Portrait of Jeff Dunaway

“Myrtle’s education and experience in the Performance Improvement space is unparalleled, but that isn’t what makes her special,” said Jeff Dunaway, director of Performance Improvement. “It is her heart for helping people that truly sets her apart.”

That’s apparent in how she embraces her Medical Center duties. Tate, a process engineer, works tirelessly to instill the importance of patient safety and prevention of infection so that patients can go home with the best outcome possible.

“We use some standard sets of tools, and we assess the readiness for change in the organization. We serve as change agents,” Tate said. “We assist our clinical staff in identifying evidence-based practices to improve patient outcomes.”

One of her area’s initiatives is educating staff on the importance of hand hygiene. She identifies barriers that prevent staff from washing their hands – for example, lack of accessibility to foam dispensers or sinks, being distracted because of their work, or their hands becoming cracked and dry – and then offers solutions.

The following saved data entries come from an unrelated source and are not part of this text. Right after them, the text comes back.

//! Error taxonomy for the activation pipeline.
//!
//! Lifecycle errors ([`ActivationError::AlreadyActive`],
//! [`ActivationError::InvalidState`]) represent caller misuse and surface
//! synchronously. Subsystem-internal failures (one sample, one capture, one
//! delivery) are recovered locally by their owning loop and never appear here.
//! Storage only fails the caller when **both** backends are down
//! ([`StorageError::Unavailable`]).

use thiserror::Error;
use uuid::Uuid;

/// Errors surfaced by the activation controller.
#[derive(Debug, Error)]
pub enum ActivationError {
    /// The owner already has a non-terminal record.
    #[error("an emergency session is already active for owner '{0}'")]
    AlreadyActive(String),

    /// The record is already in a terminal state; no side effects occurred.
    #[error("record {0} is already in a terminal state")]
    InvalidState(Uuid),

    #[error(transparent)]
    Storage(#[from] StorageError),
}

/// Errors from the record store.
#[derive(Debug, Error)]
pub enum StorageError {
    /// The durable backend refused or failed an operation. Mutating paths
    /// absorb this into the fallback; it only escapes on read paths.
    #[error("durable backend error: {0}")]
    Durable(#[source] sqlx::Error),

    #[error("record {0} not found")]
    NotFound(Uuid),

    #[error("media payload '{0}' not found")]
    PayloadNotFound(String),

    /// A status write targeted a record that is already terminal.
    #[error("record {0} is already terminal")]
    InvalidTransition(Uuid),

    /// Both the durable backend and the fallback failed.
    #[error("storage unavailable: both durable and fallback backends failed")]
    Unavailable,
}

/// Errors from capture-source acquisition or a single capture.
///
/// Non-fatal by policy: the scheduler logs these and degrades.
#[derive(Debug, Error)]
pub enum CaptureError {
    #[error("capture source unavailable: {0}")]
    SourceUnavailable(String),

    #[error("capture failed: {0}")]
    Failed(String),
}

/// Errors from the geolocation source.
#[derive(Debug, Error)]
pub enum PositionError {
    /// Permanent: permission denied. Surfaced once; the sampler keeps its
    /// timer and the controller decides whether to stop.
    #[error("position source permission denied")]
    Denied,

    /// Transient: this sample is skipped, the timer continues.
    #[error("position unavailable: {0}")]
    Unavailable(String),
}

/// A single contact delivery failure. Aggregated into counts, never raised
/// out of the fan-out.
#[derive(Debug, Error)]
#[error("delivery to contact '{contact_id}' failed: {reason}")]
pub struct DeliveryError {
    pub contact_id: String,
    pub reason: String,
}
/// Database connection pool wrapper.
pub struct DurableStore {
    pool: SqlitePool,
    /// Fault-injection switch: when set, every operation refuses before
    /// touching the pool. Used by tests and availability drills.
    unavailable: AtomicBool,
}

Extremely important, she said, is her area’s work in preventing surgical site infections. That includes a “bundle” of precautions taken during colorectal surgeries. “We’re educating the staff and measuring the extent of it being used,” she said. “You’d be surprised by the amount of work that goes into that.”

Another work area is educating the perioperative antibiotic team on giving the “right drug, at the right time, and at the right dose to prevent surgical site infections,” Tate said. “There’s a science to that.

“You and I, because of our different sizes, might need different doses. If my surgery is long, the anesthesiologist might need to re-dose.”

Structure and standardization are the building blocks for quality patient outcomes, and that’s what Tate engineers.

“More than anything, we emphasize teams working together to achieve a common goal,” she said. “We bring to the table how to methodically get to our end goals.”